On August 30, 2013, Fox Sports Southwest announced that it had hired James as a college football analyst and co-host of the network's college football studio show. On September 2, after only one appearance, the network abruptly cut ties with James before he had formally signed a contract. Reportedly, Fox Sports officials were displeased that James' hire had not been vetted. Additionally, The Dallas Morning News reported that Fox Sports officials were upset with statements against same-sex marriage that James had made during his Senate run. On February 25, 2014, the First Liberty Institute filed suit on James' behalf against Fox, claiming that he was fired for his religious beliefs. Also in 2014, James joined the Family Research Council as assistant to president Tony Perkins, intending to "fight the kind of 'religious bigotry' [James] blames for his firing by Fox."

==Texas Tech controversy==
James's son Adam was the center of a controversy that resulted in Texas Tech suspending, and later firing, head football coach Mike Leach shortly before the 2010 Alamo Bowl. Leach had allegedly forced Adam to stand in a shed for two hours during practice on two occasions. In response, Adam went to university chancellor Kent Hance and members of the board of trustees with his accusations. In light of the allegations, ESPN removed Craig from announcing the Alamo Bowl, replacing him with Bob Davie. In a lawsuit filed by Leach against Texas Tech, he alleges that Adam "voluntarily placed himself into the electrical closet and apparently took pictures with his phone camera." In response, James stated, "Since the James family is not a party to the lawsuit, we deem it inappropriate to discuss it."

Leach later filed suit against James and others for defamation and wrongful termination related to the publicity surrounding the incident. In August 2013, Leach's claims were dismissed on summary judgment.

==Politics==
In an interview with WFAA-TV in Dallas, James revealed that he was interested in getting involved in politics as a member of the Republican Party. James is a self-described conservative and stated that government intervention in business and health care were his main concerns. He founded a political group called Texans for a Better America.
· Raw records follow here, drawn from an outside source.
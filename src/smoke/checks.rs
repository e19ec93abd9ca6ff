//! The four smoke checks and their runner.

use std::process::Stdio;
use std::time::Duration;

use tokio::process::Command;
use tokio_util::sync::CancellationToken;
use uuid::Uuid;

use crate::config::HarnessConfig;
use crate::errors::{HarnessError, Result};
use crate::orchestrator::{run_invocation, InvocationOptions};
use crate::persistence::SessionStore;
use crate::workload::spawner::InvocationNames;
use crate::workload::ContainerSpec;

use super::report::{CheckResult, SmokeReport};

/// Check name: agent image is present on the host.
pub const IMAGE_CHECK: &str = "image-build";

/// Check name: the runtime can start a container at all.
pub const START_CHECK: &str = "container-start";

/// Check name: the agent answers a prompt through the full stack.
pub const RESPONSE_CHECK: &str = "agent-response";

/// Check name: a follow-up turn succeeds and resumes the stored session.
pub const STATUS_CHECK: &str = "status";

/// Prompt sent for the agent-level checks.
pub const SMOKE_PROMPT: &str = "Reply with exactly: SMOKE_TEST_OK";

/// Token the agent reply must contain.
pub const SMOKE_TOKEN: &str = "SMOKE_TEST_OK";

const PROBE_TIMEOUT: Duration = Duration::from_secs(30);
const DETAIL_CLIP: usize = 200;

/// Run the full check sequence against the configured host.
///
/// Every check runs regardless of earlier outcomes; failures become
/// report lines, never early returns. The two agent-level checks are
/// skipped when no credential is configured.
pub async fn run_smoke(
    config: &HarnessConfig,
    names: &InvocationNames,
    store: &dyn SessionStore,
    group: &str,
    cancel: &CancellationToken,
) -> SmokeReport {
    let mut report = SmokeReport::new();
    report.push(check_image(config).await);
    report.push(check_container_start(config).await);

    if config.has_credentials() {
        report.push(check_agent_response(config, names, store, group, cancel).await);
        report.push(check_status(config, names, store, group, cancel).await);
    } else {
        let why = "no credential configured";
        report.push(CheckResult::skipped(RESPONSE_CHECK, why));
        report.push(CheckResult::skipped(STATUS_CHECK, why));
    }
    report
}

async fn check_image(config: &HarnessConfig) -> CheckResult {
    let image = config.container.image.clone();
    let args = vec!["image".to_owned(), "exists".to_owned(), image.clone()];
    match run_probe(&config.container.runtime, &args, PROBE_TIMEOUT).await {
        Ok(probe) if probe.exit_code == Some(0) => {
            CheckResult::passed(IMAGE_CHECK, format!("image {image} present"))
        }
        Ok(probe) => CheckResult::failed(
            IMAGE_CHECK,
            format!("image {image} not found ({})", probe.describe()),
        ),
        Err(err) => CheckResult::failed(IMAGE_CHECK, err.to_string()),
    }
}

async fn check_container_start(config: &HarnessConfig) -> CheckResult {
    let probe_text = format!("nanoclaw-probe-{}", Uuid::new_v4());
    let name = format!("{}-smoke-{}", config.container.name_prefix, Uuid::new_v4());
    let mut spec = ContainerSpec::new(
        &config.container.runtime,
        &config.container.image,
        name,
    );
    spec.command = vec!["echo".to_owned(), probe_text.clone()];

    match run_probe(&config.container.runtime, &spec.run_args(), PROBE_TIMEOUT).await {
        Ok(probe) if probe.exit_code == Some(0) && probe.stdout.contains(&probe_text) => {
            CheckResult::passed(START_CHECK, "container started and echoed the probe")
        }
        Ok(probe) if probe.exit_code == Some(0) => CheckResult::failed(
            START_CHECK,
            format!("container ran but probe text missing ({})", probe.describe()),
        ),
        Ok(probe) => CheckResult::failed(
            START_CHECK,
            format!("container failed to start ({})", probe.describe()),
        ),
        Err(err) => CheckResult::failed(START_CHECK, err.to_string()),
    }
}

async fn check_agent_response(
    config: &HarnessConfig,
    names: &InvocationNames,
    store: &dyn SessionStore,
    group: &str,
    cancel: &CancellationToken,
) -> CheckResult {
    let opts = InvocationOptions::new(group, SMOKE_PROMPT);
    match run_invocation(config, names, store, &opts, cancel).await {
        Ok(outcome) if outcome.reply.contains(SMOKE_TOKEN) => CheckResult::passed(
            RESPONSE_CHECK,
            format!("agent replied in {:.1}s", outcome.duration.as_secs_f64()),
        ),
        Ok(outcome) => CheckResult::failed(
            RESPONSE_CHECK,
            format!("reply missing {SMOKE_TOKEN}: {}", clip(&outcome.reply)),
        ),
        Err(err) => CheckResult::failed(RESPONSE_CHECK, err.to_string()),
    }
}

async fn check_status(
    config: &HarnessConfig,
    names: &InvocationNames,
    store: &dyn SessionStore,
    group: &str,
    cancel: &CancellationToken,
) -> CheckResult {
    let prior = store
        .load(group)
        .ok()
        .flatten()
        .map(|record| record.session_id);

    let opts = InvocationOptions::new(group, SMOKE_PROMPT);
    match run_invocation(config, names, store, &opts, cancel).await {
        Ok(_outcome) => {
            let detail = prior.map_or_else(
                || "status success; no prior session to resume".to_owned(),
                |id| format!("status success; resumed session {id}"),
            );
            CheckResult::passed(STATUS_CHECK, detail)
        }
        Err(err) => CheckResult::failed(STATUS_CHECK, err.to_string()),
    }
}

struct ProbeOutput {
    exit_code: Option<i32>,
    stdout: String,
    stderr: String,
}

impl ProbeOutput {
    fn describe(&self) -> String {
        let exit = self
            .exit_code
            .map_or_else(|| "killed by signal".to_owned(), |c| format!("exit {c}"));
        let noise = if self.stderr.trim().is_empty() {
            &self.stdout
        } else {
            &self.stderr
        };
        if noise.trim().is_empty() {
            exit
        } else {
            format!("{exit}: {}", clip(noise))
        }
    }
}

/// Run one short-lived runtime command and collect its output whole.
async fn run_probe(runtime: &str, args: &[String], limit: Duration) -> Result<ProbeOutput> {
    let mut cmd = Command::new(runtime);
    cmd.args(args).stdin(Stdio::null()).kill_on_drop(true);

    match tokio::time::timeout(limit, cmd.output()).await {
        Ok(Ok(output)) => Ok(ProbeOutput {
            exit_code: output.status.code(),
            stdout: String::from_utf8_lossy(&output.stdout).into_owned(),
            stderr: String::from_utf8_lossy(&output.stderr).into_owned(),
        }),
        Ok(Err(err)) if err.kind() == std::io::ErrorKind::NotFound => Err(HarnessError::Launch(
            format!("runtime binary not found: {runtime}"),
        )),
        Ok(Err(err)) => Err(HarnessError::Launch(format!(
            "failed to run {runtime}: {err}"
        ))),
        Err(_elapsed) => Err(HarnessError::Timeout(limit.as_secs())),
    }
}

fn clip(text: &str) -> String {
    let flat = text.trim().replace('\n', " | ");
    if flat.chars().count() <= DETAIL_CLIP {
        flat
    } else {
        let clipped: String = flat.chars().take(DETAIL_CLIP).collect();
        format!("{clipped}…")
    }
}
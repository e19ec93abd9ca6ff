//! Smoke-test orchestration.
//!
//! Four checks run in a fixed order against a configured host: image
//! presence, container start, agent response, and session status. A
//! failing check never aborts the run; every check contributes a line to
//! the final report. Agent-level checks are skipped, not failed, when no
//! credential is configured, and skips do not affect the exit code.
//!
//! Submodules:
//! - `report`: Per-check outcomes and the aggregate report.
//! - `checks`: The four checks and the runner that sequences them.

pub mod checks;
pub mod report;

pub use checks::run_smoke;
pub use report::{CheckResult, CheckStatus, SmokeReport};
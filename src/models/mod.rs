//! Domain model module declarations.

pub mod request;
pub mod response;
pub mod session;
#![forbid(unsafe_code)]

pub mod config;
pub mod errors;
pub mod ipc;
pub mod models;
pub mod orchestrator;
pub mod persistence;
pub mod smoke;
pub mod workload;

pub use config::HarnessConfig;
pub use errors::{HarnessError, Result};
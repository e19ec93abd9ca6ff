#![forbid(unsafe_code)]

//! `nanoclaw-harness` — container invocation and smoke-test harness binary.
//!
//! Drives the nanoclaw agent container through its stdin/stdout contract:
//! single-shot invocations, an interactive prompt loop, orchestrated smoke
//! checks, and session-state management.

use std::path::PathBuf;

use clap::{Parser, Subcommand, ValueEnum};
use tokio::io::{AsyncBufReadExt, AsyncReadExt, AsyncWriteExt};
use tokio_util::sync::CancellationToken;
use tracing::{error, info};
use tracing_subscriber::{fmt, EnvFilter};

use nanoclaw_harness::config::HarnessConfig;
use nanoclaw_harness::orchestrator::{run_invocation, InvocationOptions};
use nanoclaw_harness::persistence::{FileSessionStore, SessionStore};
use nanoclaw_harness::smoke::run_smoke;
use nanoclaw_harness::workload::spawner::InvocationNames;
use nanoclaw_harness::{HarnessError, Result};

#[derive(Debug, Copy, Clone, Eq, PartialEq, ValueEnum)]
enum LogFormat {
    Text,
    Json,
}

#[derive(Debug, Parser)]
#[command(
    name = "nanoclaw-harness",
    about = "Container invocation and smoke-test harness for the nanoclaw agent runner",
    version,
    long_about = None
)]
struct Cli {
    /// Path to the TOML configuration file. Defaults apply when omitted.
    #[arg(long)]
    config: Option<PathBuf>,

    /// Base directory of the nanoclaw checkout (overrides the config).
    #[arg(long)]
    project: Option<PathBuf>,

    /// Harness state directory (overrides the config).
    #[arg(long)]
    state_dir: Option<PathBuf>,

    /// Log output format (text or json).
    #[arg(long, value_enum, default_value_t = LogFormat::Text)]
    log_format: LogFormat,

    /// Container runtime binary (overrides the config).
    #[arg(long)]
    runtime: Option<String>,

    /// Agent image reference (overrides the config).
    #[arg(long)]
    image: Option<String>,

    /// Model identifier exported to the workload (overrides the config).
    #[arg(long)]
    model: Option<String>,

    #[command(subcommand)]
    command: Command,
}

#[derive(Debug, Subcommand)]
enum Command {
    /// Run one prompt against the agent container and print the reply.
    Invoke {
        /// Group folder the invocation belongs to.
        #[arg(long)]
        group: String,
        /// Prompt text; read from stdin when omitted.
        #[arg(long)]
        prompt: Option<String>,
        /// Mark the turn as schedule-triggered.
        #[arg(long)]
        scheduled: bool,
    },
    /// Interactive prompt loop against one group.
    Repl {
        /// Group folder the loop runs against.
        #[arg(long)]
        group: String,
    },
    /// Run the orchestrated smoke checks and print the report.
    Smoke {
        /// Group folder used by the agent-level checks.
        #[arg(long, default_value = "smoke")]
        group: String,
    },
    /// Inspect or discard persisted session state.
    Session {
        #[command(subcommand)]
        action: SessionAction,
    },
}

#[derive(Debug, Subcommand)]
enum SessionAction {
    /// Discard the stored session for a group.
    Reset {
        /// Group folder whose session is discarded.
        #[arg(long)]
        group: String,
    },
    /// Print the stored session for a group.
    Show {
        /// Group folder whose session is printed.
        #[arg(long)]
        group: String,
    },
}

fn main() {
    let args = Cli::parse();
    if let Err(err) = init_tracing(args.log_format) {
        eprintln!("{err}");
        std::process::exit(err.exit_code());
    }

    let outcome = tokio::runtime::Builder::new_multi_thread()
        .enable_all()
        .build()
        .map_err(|err| HarnessError::Config(format!("failed to build tokio runtime: {err}")))
        .and_then(|runtime| runtime.block_on(run(args)));

    match outcome {
        Ok(code) => std::process::exit(code),
        Err(err) => {
            error!(error = %err, "harness failed");
            eprintln!("{err}");
            std::process::exit(err.exit_code());
        }
    }
}

async fn run(args: Cli) -> Result<i32> {
    // ── Load configuration ──────────────────────────────
    let mut config = match args.config {
        Some(ref path) => HarnessConfig::load_from_path(path)?,
        None => HarnessConfig::default(),
    };
    if let Some(project) = args.project {
        config.project_dir = project;
    }
    if let Some(state_dir) = args.state_dir {
        config.state_dir = Some(state_dir);
    }
    if let Some(runtime) = args.runtime {
        config.container.runtime = runtime;
    }
    if let Some(image) = args.image {
        config.container.image = image;
    }
    if let Some(model) = args.model {
        config.agent.model = Some(model);
    }
    config.validate()?;
    config.load_credentials();
    info!(project_dir = %config.project_dir.display(), "configuration loaded");

    let store = FileSessionStore::new(config.sessions_dir());
    let names = InvocationNames::new();

    match args.command {
        Command::Invoke {
            group,
            prompt,
            scheduled,
        } => {
            let prompt = match prompt {
                Some(text) => text,
                None => read_stdin_prompt().await?,
            };
            let mut opts = InvocationOptions::new(group, prompt);
            opts.is_scheduled_task = scheduled;

            let outcome = with_ctrl_c(|cancel| async move {
                run_invocation(&config, &names, &store, &opts, &cancel).await
            })
            .await?;
            println!("{}", outcome.reply);
            Ok(0)
        }
        Command::Repl { group } => run_repl(&config, &names, &store, &group).await,
        Command::Smoke { group } => {
            let report = with_ctrl_c(|cancel| async move {
                Ok(run_smoke(&config, &names, &store, &group, &cancel).await)
            })
            .await?;
            print!("{}", report.render());
            Ok(report.exit_code())
        }
        Command::Session { action } => match action {
            SessionAction::Reset { group } => {
                if store.reset(&group)? {
                    println!("session cleared for {group}");
                } else {
                    println!("no session stored for {group}");
                }
                Ok(0)
            }
            SessionAction::Show { group } => {
                match store.load(&group)? {
                    Some(record) => println!(
                        "{} (updated {})",
                        record.session_id,
                        record.updated_at.to_rfc3339()
                    ),
                    None => println!("no session stored for {group}"),
                }
                Ok(0)
            }
        },
    }
}

/// Run `body` with a cancellation token wired to Ctrl-C.
async fn with_ctrl_c<T, F, Fut>(body: F) -> Result<T>
where
    F: FnOnce(CancellationToken) -> Fut,
    Fut: std::future::Future<Output = Result<T>>,
{
    let cancel = CancellationToken::new();
    let signal_cancel = cancel.clone();
    let signal_task = tokio::spawn(async move {
        if tokio::signal::ctrl_c().await.is_ok() {
            signal_cancel.cancel();
        }
    });
    let result = body(cancel).await;
    signal_task.abort();
    result
}

/// Interactive prompt loop. Turn-level failures are printed and the loop
/// continues; infrastructure failures end it.
async fn run_repl(
    config: &HarnessConfig,
    names: &InvocationNames,
    store: &FileSessionStore,
    group: &str,
) -> Result<i32> {
    println!("nanoclaw repl — group {group}. `/reset` clears the session, `exit` leaves.");

    let mut lines = tokio::io::BufReader::new(tokio::io::stdin()).lines();
    loop {
        prompt_marker().await?;
        let Some(line) = lines
            .next_line()
            .await
            .map_err(|err| HarnessError::Io(format!("failed to read stdin: {err}")))?
        else {
            break;
        };
        let line = line.trim();

        match line {
            "" => continue,
            "exit" | "quit" => break,
            "/reset" => {
                if store.reset(group)? {
                    println!("session cleared");
                } else {
                    println!("no session to clear");
                }
                continue;
            }
            _ => {}
        }

        let opts = InvocationOptions::new(group, line);
        let turn = with_ctrl_c(|cancel| async move {
            run_invocation(config, names, store, &opts, &cancel).await
        })
        .await;

        match turn {
            Ok(outcome) => println!("{}", outcome.reply),
            Err(err) if err.is_turn_level() => eprintln!("{err}"),
            Err(err) => return Err(err),
        }
    }

    println!("bye");
    Ok(0)
}

async fn prompt_marker() -> Result<()> {
    let mut stdout = tokio::io::stdout();
    stdout
        .write_all(b"> ")
        .await
        .map_err(|err| HarnessError::Io(format!("failed to write prompt: {err}")))?;
    stdout
        .flush()
        .await
        .map_err(|err| HarnessError::Io(format!("failed to flush prompt: {err}")))
}

async fn read_stdin_prompt() -> Result<String> {
    let mut prompt = String::new();
    tokio::io::stdin()
        .read_to_string(&mut prompt)
        .await
        .map_err(|err| HarnessError::Io(format!("failed to read prompt from stdin: {err}")))?;
    Ok(prompt.trim().to_owned())
}

fn init_tracing(log_format: LogFormat) -> Result<()> {
    let env_filter = EnvFilter::try_from_default_env().unwrap_or_else(|_| EnvFilter::new("info"));
    let subscriber = fmt().with_env_filter(env_filter).with_writer(std::io::stderr);

    match log_format {
        LogFormat::Text => subscriber
            .try_init()
            .map_err(|err| HarnessError::Config(format!("failed to init tracing: {err}")))?,
        LogFormat::Json => subscriber
            .json()
            .try_init()
            .map_err(|err| HarnessError::Config(format!("failed to init tracing: {err}")))?,
    }

    Ok(())
}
===2012 run for U.S. Senate===
On December 19, 2011, James announced that he would run for the United States Senate as a Republican in 2012 for the seat being vacated by Kay Bailey Hutchison. Public Policy Polling found during the race that "as Craig James has become better known he's just gotten more and more unpopular." During a 2012 debate, James upbraided former Dallas mayor Tom Leppert for attending a gay pride parade, and declared that gays would eventually "answer to the Lord for their actions." Those and other controversial statements subsequently cost him his job at Fox Sports Southwest. On May 29, 2012, he finished a distant fourth out of nine candidates in the Republican primary with 3.6% of the vote.